Хидыр Дерьяев - Судьба (книга первая) Страница 25
Хидыр Дерьяев - Судьба (книга первая) читать онлайн бесплатно
— Ишь, носится, как ночной дух, — говорили про. неё люди. — Смотришь и не поймёшь, что она на твоих глазах делает.
— Пока оглянешься, она семь раз в одни двери войдёт и выйдет.
— На всё времени хватает!
— И языком молоть без устали — у неё тоже есть время.
В последнем люди были не совсем правы. Энекути страдала многими женскими и неженскими слабостями, в том числе и разговорчивостью: любила перемыть косточки ближнему. Однако из числа этих ближних она раз и навсегда исключила ишана. Не давая пощады никому, об ишане она говорила только хорошее, частенько привирая от усердия, и даже слабым намёком ни единого раза не коснулась таны своего хозяина — а уж она-то знала их предостаточное количество! Ишан очень ценил это качество Энекути и доверял ей во всём.
Келья ишана Сеидахмеда запиралась старинным накладным замком. Мастер, трудившийся над замком, вероятно, не имел никакой задней мысли, иначе он постарался бы сделать отверстие для ключа втрое меньше. Однако и Энекути не имела никакой задней мысли, используя замочную скважину в качестве наблюдательного пункта. Правда, иной раз, особенно если у ишана находились молодые женщины, ей доводилось видеть такие пикантные картинки, что она нервно хихикала в кулак и поерзывала от возбуждения, не отрываясь от скважины… Всякое доводилось ей видеть, но на этот раз она заглянула просто так, по привычке.

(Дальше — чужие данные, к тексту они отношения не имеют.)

//! Request/response correlation for the facade side of a channel.
//!
//! Each outbound request parks a oneshot sender in the pending map under a
//! fresh id. A matching response settles and removes it; a response with an
//! unknown id settles nothing. There is no timeout: signing and transfer
//! prompts may wait on a human indefinitely. The only cancellation path is
//! [`Correlator::reject_all`], called on channel teardown.

use crate::error::{ProviderRpcError, RpcResult};
use crate::protocol::{ProtocolTag, RpcRequest, RpcResponse, WireMessage};
use crate::transport::Transport;
use crate::util::generate_id;
use std::collections::HashMap;
use std::sync::{Mutex, PoisonError};
use tokio::sync::oneshot;
use tracing::{debug, trace};

type Settle = oneshot::Sender<RpcResult<serde_json::Value>>;

#[derive(Debug)]
struct PendingRequest {
    method: String,
    tx: Settle,
}

#[derive(Debug, Default)]
struct PendingMap {
    entries: HashMap<String, PendingRequest>,
    closed: bool,
}

/// Handle to the eventual outcome of a registered request.
#[derive(Debug)]
pub struct PendingResponse {
    rx: oneshot::Receiver<RpcResult<serde_json::Value>>,
}

impl PendingResponse {
    /// Wait for the request to settle.
    ///
    /// A dropped sender can only mean the correlator itself went away, which
    /// is reported as a disconnect.
    pub async fn wait(self) -> RpcResult<serde_json::Value> {
        self.rx
            .await
            .unwrap_or_else(|_| Err(ProviderRpcError::disconnected()))
    }
}

/// Pending-request map owned by one facade core.
#[derive(Debug, Default)]
pub struct Correlator {
    pending: Mutex<PendingMap>,
}

impl Correlator {
    /// Create an empty correlator.
    #[must_use]
    pub fn new() -> Self {
        Self::default()
    }

    fn lock(&self) -> std::sync::MutexGuard<'_, PendingMap> {
        self.pending.lock().unwrap_or_else(PoisonError::into_inner)
    }

    /// Register a request and return its id and settlement handle.
    ///
    /// Fails with a disconnect once the correlator has been closed.
    pub fn register(&self, method: &str) -> RpcResult<(String, PendingResponse)> {
        let mut map = self.lock();
        if map.closed {
            return Err(ProviderRpcError::disconnected());
        }
        let (tx, rx) = oneshot::channel();
        let id = loop {
            let candidate = generate_id("req");
            if !map.entries.contains_key(&candidate) {
                break candidate;
            }
        };
        map.entries.insert(
            id.clone(),
            PendingRequest {
                method: method.to_string(),
                tx,
            },
        );
        Ok((id, PendingResponse { rx }))
    }

    /// Register, post and await a request over a transport.
    pub async fn send(
        &self,
        transport: &Transport,
        protocol: ProtocolTag,
        method: &str,
        params: serde_json::Value,
    ) -> RpcResult<serde_json::Value> {
        let (id, pending) = self.register(method)?;
        let request = WireMessage::Request(RpcRequest::new(id.clone(), method, params));
        if let Err(e) = transport.post_outbound(protocol, request) {
            debug!(request_id = %id, method, error = %e, "failed to post request");
            self.cancel(&id);
            return Err(ProviderRpcError::disconnected());
        }
        trace!(request_id = %id, method, %protocol, "request posted");
        pending.wait().await
    }

    /// Settle the request a response refers to.
    ///
    /// Returns `false` when the id is not pending (stale or duplicate).
    pub fn settle(&self, response: RpcResponse) -> bool {
        let Some(entry) = self.lock().entries.remove(&response.id) else {
            trace!(request_id = %response.id, "ignoring response for unknown request");
            return false;
        };
        trace!(request_id = %response.id, method = %entry.method, "request settled");
        // The caller may have stopped waiting; nothing to do then.
        let _ = entry.tx.send(response.into_outcome());
        true
    }

    /// Drop a pending request, rejecting it with a disconnect.
    pub fn cancel(&self, id: &str) -> bool {
        let Some(entry) = self.lock().entries.remove(id) else {
            return false;
        };
        let _ = entry.tx.send(Err(ProviderRpcError::disconnected()));
        true
    }

    /// Close the correlator and reject every pending request with `error`.
    ///
    /// Returns the number of requests rejected. Later registrations fail.
    pub fn reject_all(&self, error: &ProviderRpcError) -> usize {
        let drained: Vec<(String, PendingRequest)> = {
            let mut map = self.lock();
            map.closed = true;
            map.entries.drain().collect()
        };
        let count = drained.len();
        for (id, entry) in drained {
            debug!(request_id = %id, method = %entry.method, "rejecting pending request");
            let _ = entry.tx.send(Err(error.clone()));
        }
        count
    }

    /// Number of requests awaiting a response.
    #[must_use]
    pub fn pending_count(&self) -> usize {
        self.lock().entries.len()
    }

    /// Whether [`reject_all`](Self::reject_all) has been called.
    #[must_use]
    pub fn is_closed(&self) -> bool {
        self.lock().closed
    }
}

Ишан стоял у заднего окна сбоку, чтобы не увидели со двора, и смотрел на проходящую мимо Узук. Энекути порадовалась, что пороком любопытства страдает не только она одна, и, продолжая следить за мшаном, постучала. Ишан вздрогнул, отпрянул от окна, торопливо уселся на свой намазлык[46], стал перебирать чётки. Энекути усмехнулась и вошла. Даже заходя к ишану двадцать раз на день, она неизменно приветствовала его при каждом посещении.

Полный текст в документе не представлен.